Twenty years ago, The King’s University in Edmonton found notoriety after it fired staff member Delwin Vriend for being gay – a decision that would lead to the recognition of LGBTQ rights under Canadian law. Now, LGBTQ students at the small Christian university in Edmonton have their own groups and celebrate their identity on campus.
SPEAK (Sexuality, Pride and Equality Alliance at King’s), a support and social group for LGBTQ students, and its activist branch, SPEAK OUT, have been around on campus for about five years. “Over the course of the last 20-plus years, the [campus] community has kind of evolved,” says Scott Key, SPEAK faculty adviser and associate dean in the department of education. Today, the university has about 900 students, and not all of them identify as Christian, or even religious. “We want to be inclusive and provide a safe space for students who identify in a variety of ways, in sexuality and in gender,” Dr. Key says.
Emma Van Arragon, 21, says that SPEAK has made her life easier as a Christian lesbian. She has been involved in SPEAK since her first year on campus. This year, she was a part of the university’s first Pride Week, which SPEAK held in March. “It wasn’t anything too fancy because we are in a Christian university, so we still have to be a little more subtle than other universities might be,” she says. The group held a different event each day. They had information booths, a button-making table, a speaker on homophobia, transphobia and colonialism. Ms. Van Arragon and another SPEAK member also spoke in chapel about their experiences as LGBTQ students.
“Being LGBTQ and Christian is a really weird place to be,” she says. “Obviously you’re going to face backlash from the Christian angle, but there’s also a lot of people in the LGBTQ community who are hostile towards religion – sometimes for very good reason – or who don’t understand. So you’re sort of caught between two worlds, but you’re not exactly belonging to either.” SPEAK offers a space where these students “can just exist without having to constantly explain one part of their identity or another,” she says.

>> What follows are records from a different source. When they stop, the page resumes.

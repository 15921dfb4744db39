//! Radio button, a member of a mutually exclusive group.
//!
//! Group membership is stored as two handles: the group head (the leader)
//! and the next member. Both are maintained by [`WidgetList`], which is
//! also where check-by-id and the "only one checked" walk live, since they
//! need access to the other members.
//!
//! [`WidgetList`]: crate::list::WidgetList

use alloc::rc::Rc;
use embedded_graphics::pixelcolor::Rgb565;
use embedded_graphics::prelude::*;
use log::debug;

use super::{Control, Header, Label, erase, make_label};
use crate::gfx::{DrawStatus, Gfx, LineStyle, TextAlignment};
use crate::list::WidgetHandle;
use crate::ui::core::{Action, BoundingBox, KeyPhase, Message, RadioAction, TouchPhase, WidgetId};
use crate::ui::styling::{FillStyle, StyleScheme};

#[derive(Debug, Clone, Copy, PartialEq, Eq)]
enum Stage {
    Start,
    Panel,
    Dot,
    Text,
    Check,
    Focus,
}

/// Dot geometry derived from the bounding box
struct Dot {
    center: Point,
    radius: u32,
}

pub struct RadioButton {
    header: Header,
    text: Option<Label>,
    text_height: i32,
    pub(crate) group_head: Option<WidgetHandle>,
    pub(crate) next_in_group: Option<WidgetHandle>,
    stage: Stage,
}

impl RadioButton {
    pub fn new(id: WidgetId, bounds: BoundingBox, scheme: Rc<StyleScheme>) -> Self {
        let text_height = scheme.text_height();
        Self {
            header: Header::new(id, bounds, scheme),
            text: None,
            text_height,
            group_head: None,
            next_in_group: None,
            stage: Stage::Start,
        }
    }

    pub fn with_text(mut self, text: &str) -> Self {
        self.set_text(Some(text));
        self
    }

    /// Start a new group with this button as its head
    pub fn group_leader(mut self) -> Self {
        self.header.properties.group_leader = true;
        self
    }

    pub fn checked(mut self) -> Self {
        self.header.properties.pressed = true;
        self
    }

    pub fn disabled(mut self) -> Self {
        self.header.properties.disabled = true;
        self
    }

    pub fn focused(mut self) -> Self {
        self.header.properties.focused = true;
        self
    }

    pub fn text(&self) -> Option<&str> {
        self.text.as_deref()
    }

    pub fn set_text(&mut self, text: Option<&str>) {
        self.text = text.map(make_label);
        self.text_height = self.header.scheme.text_height();
        self.header.requests.full = true;
    }

    pub fn text_height(&self) -> i32 {
        self.text_height
    }

    pub fn is_checked(&self) -> bool {
        self.header.properties.pressed
    }

    pub fn is_group_leader(&self) -> bool {
        self.header.properties.group_leader
    }

    /// Head of the group this button belongs to
    pub fn group_head(&self) -> Option<WidgetHandle> {
        self.group_head
    }

    pub fn next_in_group(&self) -> Option<WidgetHandle> {
        self.next_in_group
    }

    /// Set or clear the checked state, requesting a check-mark redraw.
    pub(crate) fn set_checked(&mut self, checked: bool) {
        self.header.properties.pressed = checked;
        self.header.requests.check = true;
    }

    fn dot(&self) -> Dot {
        let b = self.header.bounds;
        let h = b.bottom - b.top;
        Dot {
            center: Point::new(b.left + h / 2 + 2, (b.top + b.bottom) / 2),
            radius: (h / 2 - 2).max(1) as u32,
        }
    }

    fn face_color(&self) -> Rgb565 {
        let scheme = &self.header.scheme;
        if self.header.properties.disabled {
            scheme.color_disabled
        } else {
            scheme.color0
        }
    }
}

impl Control for RadioButton {
    fn header(&self) -> &Header {
        &self.header
    }

    fn header_mut(&mut self) -> &mut Header {
        &mut self.header
    }

    fn translate(&self, message: &Message) -> Option<Action> {
        let props = &self.header.properties;
        // A checked member only unchecks when another member becomes checked
        if props.disabled || props.pressed {
            return None;
        }

        let checked = match *message {
            Message::Pointer {
                x,
                y,
                phase: TouchPhase::Press,
            } => self.header.bounds.contains(x, y),
            Message::Key { target, event } => {
                target == self.header.id && event.activation() == Some(KeyPhase::Pressed)
            }
            Message::Pointer { .. } => false,
        };

        checked.then_some(Action::Radio(RadioAction::Checked))
    }

    /// Marks only this member; the list clears the rest of the group first.
    fn apply(&mut self, action: Action, _message: &Message) {
        if action == Action::Radio(RadioAction::Checked) {
            debug!("Radio button {} checked", self.header.id);
            self.set_checked(true);
        }
    }

    fn draw<G: Gfx>(&mut self, gfx: &mut G) -> Result<DrawStatus, G::Error> {
        loop {
            if !gfx.ready() {
                return Ok(DrawStatus::Incomplete);
            }

            match self.stage {
                Stage::Start => {
                    let requests = self.header.begin_pass();
                    if requests.hide {
                        erase(gfx, &self.header)?;
                        return Ok(self.header.end_pass());
                    }
                    self.stage = if requests.full {
                        Stage::Panel
                    } else if requests.check {
                        Stage::Check
                    } else if requests.focus {
                        Stage::Focus
                    } else {
                        return Ok(self.header.end_pass());
                    };
                }
                Stage::Panel => {
                    if self.header.scheme.fill_style == FillStyle::Color {
                        erase(gfx, &self.header)?;
                    }
                    self.stage = Stage::Dot;
                }
                Stage::Dot => {
                    let dot = self.dot();
                    let scheme = &self.header.scheme;
                    gfx.set_line_style(LineStyle::Solid);
                    gfx.set_color(scheme.emboss_dark_color);
                    gfx.fill_circle(dot.center, dot.radius)?;
                    gfx.set_color(self.face_color());
                    gfx.fill_circle(dot.center, dot.radius.saturating_sub(scheme.emboss_size))?;
                    self.stage = if self.text.is_some() {
                        Stage::Text
                    } else {
                        Stage::Check
                    };
                }
                Stage::Text => {
                    if let Some(text) = self.text.as_deref() {
                        let scheme = &self.header.scheme;
                        let dot = self.dot();
                        let b = self.header.bounds;
                        let left = b.left + scheme.emboss() + 2 * dot.radius as i32 + 6;
                        let area = BoundingBox::new(left.min(b.right), b.top, b.right, b.bottom);
                        gfx.set_font(scheme.font);
                        gfx.set_color(if self.header.properties.disabled {
                            scheme.text_color_disabled
                        } else {
                            scheme.text_color0
                        });
                        gfx.text_box(area.to_rectangle(), text, TextAlignment::LEFT)?;
                    }
                    self.stage = Stage::Check;
                }
                Stage::Check => {
                    let dot = self.dot();
                    let scheme = &self.header.scheme;
                    let color = match (self.is_checked(), self.header.properties.disabled) {
                        (true, false) => scheme.text_color0,
                        (true, true) => scheme.text_color_disabled,
                        (false, _) => self.face_color(),
                    };
                    let inner = dot.radius.saturating_sub(dot.radius / 3 + 1).max(1);
                    gfx.set_color(color);
                    gfx.fill_circle(dot.center, inner)?;
                    let requests = self.header.pass_requests();
                    self.stage = if requests.full || requests.focus {
                        Stage::Focus
                    } else {
                        self.stage = Stage::Start;
                        return Ok(self.header.end_pass());
                    };
                }
                Stage::Focus => {
                    let scheme = &self.header.scheme;
                    if self.header.properties.focused {
                        gfx.set_color(scheme.text_color0);
                        gfx.set_line_style(LineStyle::Dashed);
                    } else {
                        gfx.set_color(scheme.common_background_color);
                        gfx.set_line_style(LineStyle::Solid);
                    }
                    gfx.rectangle(self.header.bounds.to_rectangle())?;
                    gfx.set_line_style(LineStyle::Solid);
                    self.stage = Stage::Start;
                    return Ok(self.header.end_pass());
                }
            }
        }
    }
}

SPEAK was also a major part of Shylo Rosborough’s life this year. “SPEAK has given me a space where I knew there were other LGBTQ Christians. Especially in a Christian university, you never know who is affirming or accepting. So, this group kind of cleared the water,” says Mr. Rosborough, a 20-year-old transgender man.
Mr. Rosborough and Ms. Van Arragon worked hard on outreach, visibility and group events to build SPEAK back up this year after the group’s returning members graduated. “We increased by 10 people in one year, which is the biggest jump I’ve ever seen,” Mr. Rosborough says. Pride Week, he says, “was the last hurrah” for the school year.
The group will be back next year, now at 12 members strong. “We’re here and we’re staying,” Mr. Rosborough says. “We had a lot of support from the staff and students. There were a few people that didn’t like it, but they didn’t bring us down.”